Interest plus bonuses for years – this promise attracted savings bank customers. Due to one-sided contract clauses, savers are entitled to money retroactively. The Federal Court of Justice could now clarify how much.
Once a bestseller – now a nuisance: For years there has been a dispute over premium savings contracts that savings banks and cooperative banks concluded with hundreds of thousands of customers. The fact that banks were able to unilaterally change interest rates in their favor in many cases was declared illegal by the Federal Court of Justice (BGH) 20 years ago. The question of how interest on these products is to be calculated has not yet been clarified by the highest court. Consumer advocates expect that the Karlsruhe judges will provide clarity on the basis of two model lawsuits this Tuesday (9 a.m.).
What is a premium savings contract?
With this product, savers receive a bonus in addition to the variable interest rate, which is usually staggered according to the contract term. The longer regular savings contributions are received, the higher the bonus. Such savings contracts were sold in the 1990s and early 2000s – primarily by savings banks (“Vorsorgesparen”, “Vermögensplan”), but also by cooperative banks (“Bonusplan”, “VRZukunft”).
Why are premium savings contracts controversial?
Many of these contracts contain clauses that give banks the unilateral right to change the guaranteed interest rate – for example: “The current interest rate will be announced by notice.” The bank was thus able to adjust the interest rate to its own advantage. After examining thousands of contracts, consumer centers came to the conclusion that savers received an average of around 4,000 euros less in interest as a result.
How have courts decided so far?
For more than two decades, courts have been dealing with premium savings contracts and their interest rates. The Federal Court of Justice ruled back in 2004 that contractual clauses that allowed savings banks to reduce their interest rates at will were unlawful. Since then, there has been a dispute about how high the interest rate should have been. In 2021, the Federal Court of Justice confirmed earlier rulings that many old savings bank contracts contained inadmissible clauses.
What models are there for calculating interest?

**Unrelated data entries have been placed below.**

//! Command model
//!
//! A [`Command`] is the caller's description of one user-triggered operation.
//! It is built before submission and handed to the pipeline by value, so it
//! cannot change once submitted. The pipeline stamps the requester identity
//! from the authentication provider when it receives the command.

use chrono::{DateTime, Utc};
use serde::{Deserialize, Serialize};
use serde_json::{Map, Value};
use std::fmt;
use uuid::Uuid;

/// The operations the pipeline knows how to execute
#[derive(Debug, Clone, Copy, PartialEq, Eq, Hash, Serialize, Deserialize)]
#[serde(rename_all = "snake_case")]
pub enum CommandKind {
    RegisterAccount,
    InsertBanner,
    ChangePassword,
    InsertTag,
    DeleteAddress,
    RecordJustification,
}

impl CommandKind {
    pub const ALL: [CommandKind; 6] = [
        Self::RegisterAccount,
        Self::InsertBanner,
        Self::ChangePassword,
        Self::InsertTag,
        Self::DeleteAddress,
        Self::RecordJustification,
    ];
}

impl fmt::Display for CommandKind {
    fn fmt(&self, f: &mut fmt::Formatter<'_>) -> fmt::Result {
        match self {
            Self::RegisterAccount => write!(f, "register_account"),
            Self::InsertBanner => write!(f, "insert_banner"),
            Self::ChangePassword => write!(f, "change_password"),
            Self::InsertTag => write!(f, "insert_tag"),
            Self::DeleteAddress => write!(f, "delete_address"),
            Self::RecordJustification => write!(f, "record_justification"),
        }
    }
}

impl std::str::FromStr for CommandKind {
    type Err = String;

    fn from_str(s: &str) -> Result<Self, Self::Err> {
        match s {
            "register_account" => Ok(Self::RegisterAccount),
            "insert_banner" => Ok(Self::InsertBanner),
            "change_password" => Ok(Self::ChangePassword),
            "insert_tag" => Ok(Self::InsertTag),
            "delete_address" => Ok(Self::DeleteAddress),
            "record_justification" => Ok(Self::RecordJustification),
            _ => Err(format!("Invalid command kind: {s}")),
        }
    }
}

/// A user-triggered operation submitted to the pipeline
#[derive(Debug, Clone, PartialEq, Serialize, Deserialize)]
pub struct Command {
    /// Opaque identifier of this submission
    id: String,

    /// Caller-chosen key identifying the logical submission across retries
    idempotency_key: String,

    /// Which handler executes the command
    kind: CommandKind,

    /// Raw user input, validated by the handler
    payload: Map<String, Value>,

    /// Identity of the caller, empty until stamped at RECEIVED
    requester_id: String,

    /// When the caller built the command
    created_at: DateTime<Utc>,
}

impl Command {
    pub fn new(
        kind: CommandKind,
        idempotency_key: impl Into<String>,
        payload: Map<String, Value>,
    ) -> Self {
        Self {
            id: Uuid::new_v4().to_string(),
            idempotency_key: idempotency_key.into(),
            kind,
            payload,
            requester_id: String::new(),
            created_at: Utc::now(),
        }
    }

    /// Build a command from a JSON object literal.
    ///
    /// Non-object values produce an empty payload, which every handler rejects
    /// during validation.
    pub fn from_json(kind: CommandKind, idempotency_key: impl Into<String>, payload: Value) -> Self {
        let payload = match payload {
            Value::Object(map) => map,
            _ => Map::new(),
        };
        Self::new(kind, idempotency_key, payload)
    }

    pub(crate) fn stamped(mut self, requester_id: impl Into<String>) -> Self {
        self.requester_id = requester_id.into();
        self
    }

    pub fn id(&self) -> &str {
        &self.id
    }

    pub fn idempotency_key(&self) -> &str {
        &self.idempotency_key
    }

    pub fn kind(&self) -> CommandKind {
        self.kind
    }

    pub fn payload(&self) -> &Map<String, Value> {
        &self.payload
    }

    pub fn requester_id(&self) -> &str {
        &self.requester_id
    }

    pub fn created_at(&self) -> DateTime<Utc> {
        self.created_at
    }
}

#[cfg(test)]
mod tests {
    use super::*;
    use serde_json::json;

    #[test]
    fn test_command_kind_string_conversion() {
        for kind in CommandKind::ALL {
            assert_eq!(kind.to_string().parse::<CommandKind>().unwrap(), kind);
        }
        assert!("drop_tables".parse::<CommandKind>().is_err());
    }

    #[test]
    fn test_from_json_discards_non_objects() {
        let cmd = Command::from_json(CommandKind::InsertTag, "k", json!(["not", "an", "object"]));
        assert!(cmd.payload().is_empty());
        assert!(cmd.requester_id().is_empty());

        let cmd = Command::from_json(CommandKind::InsertTag, "k", json!({"name": "Beach"}));
        assert_eq!(cmd.payload()["name"], json!("Beach"));
    }

    #[test]
    fn test_stamping_keeps_identity() {
        let cmd = Command::from_json(CommandKind::DeleteAddress, "key-1", json!({}));
        let id = cmd.id().to_string();
        let stamped = cmd.stamped("operator-7");
        assert_eq!(stamped.id(), id);
        assert_eq!(stamped.requester_id(), "operator-7");
        assert_eq!(stamped.idempotency_key(), "key-1");
    }
}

In April 2022, the Dresden Higher Regional Court set a reference interest rate for premium savings for the first time in an individual case: the current yield of listed federal securities with a remaining term of 8 to 15 years. At the same time, the Higher Regional Court spoke out against the use of the so-called moving average in the interest calculation, which is determined on the basis of current and historical money and capital market interest rates. This was followed at the beginning of 2023 by comparable rulings by the Naumburg Higher Regional Court and the Dresden Higher Regional Court in mass proceedings, which are now the subject of the Federal Court of Justice hearing. The Higher Regional Courts in Bavaria and Brandenburg used other calculation methods for the reference interest rate in later rulings. Lawyer Michael Hummel from the Saxony Consumer Advice Center is therefore “very sure that the Federal Court of Justice will have a final say”.
How many customers are affected?
In 2021, there were around 1.1 million premium savings contracts in Germany; the financial regulator Bafin does not have more recent figures. Since then, the number is likely to have fallen significantly because institutions – where legally possible – have terminated entire contract years. For ongoing contracts, interest payments are not automatic. Consumer advice centers have been putting pressure on companies for years with model declaratory actions. The Saxony Consumer Advice Center alone is conducting nine such proceedings, in which 6,000 consumers have joined.
Are banks allowed to terminate premium savings contracts?
“The longer you save, the higher your premium will be,” is how savings banks once advertised products such as “S-Prämiensparen flexibel”. And they promised: “You alone decide how long you want to save.” But in the low interest rate phase, which only ended in summer 2022, many institutions tried to get rid of old contracts. Because many savers have been paying in for years, they are entitled to comparatively high annual premiums. This was expensive for the institutions, especially in times of zero and negative interest rates.
The dispute over the termination of premium savings contracts also went to the Federal Court of Justice. In May 2019, the court ruled: “The savings contract may not be terminated before the highest premium level is reached.” Savers must therefore be allowed to receive the maximum possible premium at least once. After that, the contract continues, but can be terminated unilaterally at any time.
How can consumers enforce their rights?
When the Federal Court of Justice issues a ruling on the model declaratory actions, it sets a general trend. The individual affected parties must enforce it individually with their bank. “Savings banks do not necessarily have to react, but can wait for individual lawsuits,” says Michael Hummel, head of the legal department at the Saxony Consumer Advice Center. “However, I think it is unlikely that the institutions will sit it out, because there are already various legal service providers waiting in the wings to enforce consumers’ claims.”
Do claims ever expire?
Anyone who has not joined a model lawsuit can request that their bank recalculate the interest on their savings contract, citing rulings already made by the Federal Court of Justice. In the case of a terminated contract, however, according to the prevailing legal opinion, claims must be filed within three years so that they do not become time-barred. The Consumer Advice Center in Saxony wants to enforce a ten-year limitation period on this issue.